[ABOUT THIS EXERCISE]
Return a copy of every line in the records that includes the word "output".

[DATA]
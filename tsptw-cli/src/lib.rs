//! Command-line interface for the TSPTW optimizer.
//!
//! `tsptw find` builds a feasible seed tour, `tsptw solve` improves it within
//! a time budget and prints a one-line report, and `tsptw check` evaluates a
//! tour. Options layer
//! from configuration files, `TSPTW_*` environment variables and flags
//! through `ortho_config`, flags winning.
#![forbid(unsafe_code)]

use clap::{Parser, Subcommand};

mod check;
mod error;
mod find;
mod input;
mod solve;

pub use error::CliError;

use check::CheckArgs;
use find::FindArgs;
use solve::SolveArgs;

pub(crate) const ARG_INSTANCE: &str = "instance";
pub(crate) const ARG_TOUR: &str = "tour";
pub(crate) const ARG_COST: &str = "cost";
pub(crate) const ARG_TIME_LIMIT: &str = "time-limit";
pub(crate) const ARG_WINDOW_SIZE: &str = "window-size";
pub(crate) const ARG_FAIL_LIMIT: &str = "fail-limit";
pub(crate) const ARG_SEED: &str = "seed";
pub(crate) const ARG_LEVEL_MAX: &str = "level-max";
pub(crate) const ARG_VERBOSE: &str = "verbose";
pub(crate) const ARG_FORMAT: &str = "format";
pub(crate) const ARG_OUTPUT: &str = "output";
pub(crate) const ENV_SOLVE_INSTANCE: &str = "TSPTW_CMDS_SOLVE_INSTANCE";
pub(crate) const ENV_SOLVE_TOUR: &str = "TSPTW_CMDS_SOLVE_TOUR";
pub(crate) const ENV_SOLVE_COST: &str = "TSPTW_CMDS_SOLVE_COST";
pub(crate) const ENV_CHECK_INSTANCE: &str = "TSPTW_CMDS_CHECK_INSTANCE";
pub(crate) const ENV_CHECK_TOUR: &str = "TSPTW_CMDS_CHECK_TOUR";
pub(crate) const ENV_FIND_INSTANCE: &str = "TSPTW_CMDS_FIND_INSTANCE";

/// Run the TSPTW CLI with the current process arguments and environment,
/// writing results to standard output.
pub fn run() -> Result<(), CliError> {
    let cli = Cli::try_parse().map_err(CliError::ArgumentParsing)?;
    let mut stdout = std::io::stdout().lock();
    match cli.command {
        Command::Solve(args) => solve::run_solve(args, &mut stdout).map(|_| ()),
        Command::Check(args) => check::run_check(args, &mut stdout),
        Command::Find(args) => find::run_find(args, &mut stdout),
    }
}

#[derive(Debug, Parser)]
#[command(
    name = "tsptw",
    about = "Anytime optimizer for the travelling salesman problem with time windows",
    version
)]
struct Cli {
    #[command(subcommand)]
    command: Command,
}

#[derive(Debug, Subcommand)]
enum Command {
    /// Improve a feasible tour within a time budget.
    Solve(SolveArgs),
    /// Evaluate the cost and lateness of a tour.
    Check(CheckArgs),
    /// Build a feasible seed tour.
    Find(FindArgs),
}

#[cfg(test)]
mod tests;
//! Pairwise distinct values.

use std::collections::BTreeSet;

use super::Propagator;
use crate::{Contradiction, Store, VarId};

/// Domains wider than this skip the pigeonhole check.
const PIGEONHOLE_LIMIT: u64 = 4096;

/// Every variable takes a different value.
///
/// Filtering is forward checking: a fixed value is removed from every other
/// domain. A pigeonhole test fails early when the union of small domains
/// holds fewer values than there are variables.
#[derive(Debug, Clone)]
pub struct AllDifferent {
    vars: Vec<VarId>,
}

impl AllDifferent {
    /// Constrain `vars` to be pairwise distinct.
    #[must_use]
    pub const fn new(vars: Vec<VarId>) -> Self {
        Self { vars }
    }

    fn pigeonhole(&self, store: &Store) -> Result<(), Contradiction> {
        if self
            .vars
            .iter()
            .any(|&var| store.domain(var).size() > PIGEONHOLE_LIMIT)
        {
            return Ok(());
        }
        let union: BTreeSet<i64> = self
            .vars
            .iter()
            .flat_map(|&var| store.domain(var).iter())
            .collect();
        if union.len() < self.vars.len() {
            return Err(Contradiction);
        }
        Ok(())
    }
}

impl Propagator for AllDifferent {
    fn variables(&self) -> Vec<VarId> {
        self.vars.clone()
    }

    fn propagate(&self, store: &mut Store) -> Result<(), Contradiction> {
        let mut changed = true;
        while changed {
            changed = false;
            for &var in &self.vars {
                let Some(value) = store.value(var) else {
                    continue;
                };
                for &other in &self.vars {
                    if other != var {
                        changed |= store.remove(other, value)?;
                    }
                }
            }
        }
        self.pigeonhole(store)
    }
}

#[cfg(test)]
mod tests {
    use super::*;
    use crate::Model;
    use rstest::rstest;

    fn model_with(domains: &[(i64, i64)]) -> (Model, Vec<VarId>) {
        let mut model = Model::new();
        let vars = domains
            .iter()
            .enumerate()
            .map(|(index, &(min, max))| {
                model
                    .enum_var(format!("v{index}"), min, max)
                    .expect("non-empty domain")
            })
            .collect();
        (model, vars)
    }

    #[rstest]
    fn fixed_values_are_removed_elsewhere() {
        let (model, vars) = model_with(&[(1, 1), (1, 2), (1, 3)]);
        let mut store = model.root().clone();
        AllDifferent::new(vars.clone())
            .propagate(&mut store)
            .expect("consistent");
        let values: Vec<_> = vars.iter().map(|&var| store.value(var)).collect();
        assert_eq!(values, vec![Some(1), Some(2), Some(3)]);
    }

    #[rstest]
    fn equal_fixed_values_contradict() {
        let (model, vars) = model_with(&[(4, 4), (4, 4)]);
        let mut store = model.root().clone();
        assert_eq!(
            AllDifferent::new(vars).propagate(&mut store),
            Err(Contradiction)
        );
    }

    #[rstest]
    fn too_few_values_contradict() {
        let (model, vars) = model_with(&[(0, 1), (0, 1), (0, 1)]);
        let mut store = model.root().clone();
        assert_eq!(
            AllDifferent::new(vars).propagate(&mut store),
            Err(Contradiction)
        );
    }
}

[ANSWER FOR THE TASK]
pub(crate) const ARG_OUTPUT: &str = "output";
/// writing results to standard output.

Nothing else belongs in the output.